On Monday, President Donald Trump said during a White House meeting that Nikolas Cruz, the accused shooter in the Parkland, Florida, high school tragedy, exhibited “39 red flags” prior to February 14. Trump suggested that law enforcement could have been more responsive to the red flags and the violent attack could have been prevented.
Many in the behavioral health profession know through experience that it’s exceedingly difficult to predict human behavior. Even more so, clinicians know that it’s unethical to categorically label individuals as potentially violent based on a diagnosis.
Clinical psychologist Joel A. Dvoskin, PhD, ABPP, fellow of the American Psychological Association, tells Addiction Professional that warning signs are not the issue.
“Most of the common characteristics of mass shooters are shared by millions and millions of people who will never shoot anybody,” Dvoskin says. “Much more valuable are actual threats. I think it’s important for us to begin to make clear the difference between warning signs and threat assessment.”
Each state has different case law and statutory law to define when a healthcare worker has the duty to break confidentiality and report a patient’s potential for violence. However, if evidence demonstrates that a person poses an imminent threat of danger to self or others, in all states, there is a process to notify law enforcement for civil commitment to a psychiatric hospital, he says.

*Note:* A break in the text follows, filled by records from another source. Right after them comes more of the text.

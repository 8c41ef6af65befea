use serde::{Deserialize, Serialize};
use std::fmt;

/// Order direction
#[derive(Debug, Clone, Copy, Serialize, Deserialize, PartialEq, Eq, Hash)]
#[serde(rename_all = "lowercase")]
pub enum TradeSide {
    Buy,
    Sell,
}

impl TradeSide {
    pub fn as_str(&self) -> &'static str {
        match self {
            TradeSide::Buy => "buy",
            TradeSide::Sell => "sell",
        }
    }
}

impl fmt::Display for TradeSide {
    fn fmt(&self, f: &mut fmt::Formatter<'_>) -> fmt::Result {
        f.write_str(self.as_str())
    }
}

/// Trade lifecycle status
///
/// Status only moves forward: `Open` -> `Closed`. A closed trade is final.
#[derive(Debug, Clone, Copy, Serialize, Deserialize, PartialEq, Eq, Hash)]
#[serde(rename_all = "lowercase")]
pub enum TradeStatus {
    Open,
    Closed,
}

impl TradeStatus {
    /// Whether a record in this status may be replaced by one in `next`.
    pub fn can_transition_to(self, next: TradeStatus) -> bool {
        match (self, next) {
            (TradeStatus::Open, _) => true,
            (TradeStatus::Closed, _) => false,
        }
    }

    pub fn as_str(&self) -> &'static str {
        match self {
            TradeStatus::Open => "open",
            TradeStatus::Closed => "closed",
        }
    }
}

impl fmt::Display for TradeStatus {
    fn fmt(&self, f: &mut fmt::Formatter<'_>) -> fmt::Result {
        f.write_str(self.as_str())
    }
}

/// A simulated trade
#[derive(Debug, Clone, Serialize, Deserialize, PartialEq)]
#[serde(rename_all = "camelCase")]
pub struct Trade {
    #[serde(rename = "_id", alias = "id")]
    pub id: String,
    pub symbol: String,
    pub side: TradeSide,
    pub quantity: f64,
    /// Execution price
    pub price: f64,
    pub status: TradeStatus,
    /// Realized profit/loss, only meaningful once closed
    #[serde(default, skip_serializing_if = "Option::is_none")]
    pub pnl: Option<f64>,
    pub created_at: String,
    #[serde(default, skip_serializing_if = "Option::is_none")]
    pub closed_at: Option<String>,
}

impl Trade {
    pub fn is_open(&self) -> bool {
        self.status == TradeStatus::Open
    }

    pub fn is_closed(&self) -> bool {
        self.status == TradeStatus::Closed
    }

    /// Realized P&L: the recorded pnl of a closed trade, zero otherwise.
    pub fn realized_pnl(&self) -> f64 {
        if self.is_closed() {
            self.pnl.unwrap_or(0.0)
        } else {
            0.0
        }
    }

    /// Notional value at execution price.
    pub fn notional(&self) -> f64 {
        self.quantity * self.price
    }
}

/// Place trade request
#[derive(Debug, Clone, Serialize, Deserialize, PartialEq)]
pub struct PlaceTradeRequest {
    pub symbol: String,
    pub quantity: f64,
    pub side: TradeSide,
}

/// Current price for a symbol (REST poll and push channel share this shape)
#[derive(Debug, Clone, Serialize, Deserialize, PartialEq)]
pub struct LivePrice {
    pub symbol: String,
    pub price: f64,
    #[serde(default, rename = "change24h", skip_serializing_if = "Option::is_none")]
    pub change_24h: Option<f64>,
}

/// Trading pairs offered in the trade form and live price widget
pub const POPULAR_SYMBOLS: [&str; 5] = ["BTCUSDT", "ETHUSDT", "ADAUSDT", "SOLUSDT", "DOTUSDT"];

In the case of the Parkland shooting, Dvoskin underscores the well documented fact that serious mental illness has very little relationship to gun homicide.
“What is much more useful in preventing gun deaths is a recognition of emotional crises, fueled by despair, rage, and often, alcohol or drugs,” he says. “These crises can result in interpersonal violence, suicide, and a host of other bad outcomes. In my opinion, it is imperative that we restore funding for the public mental health system’s ability to respond to emotional crises born of despair and rage.”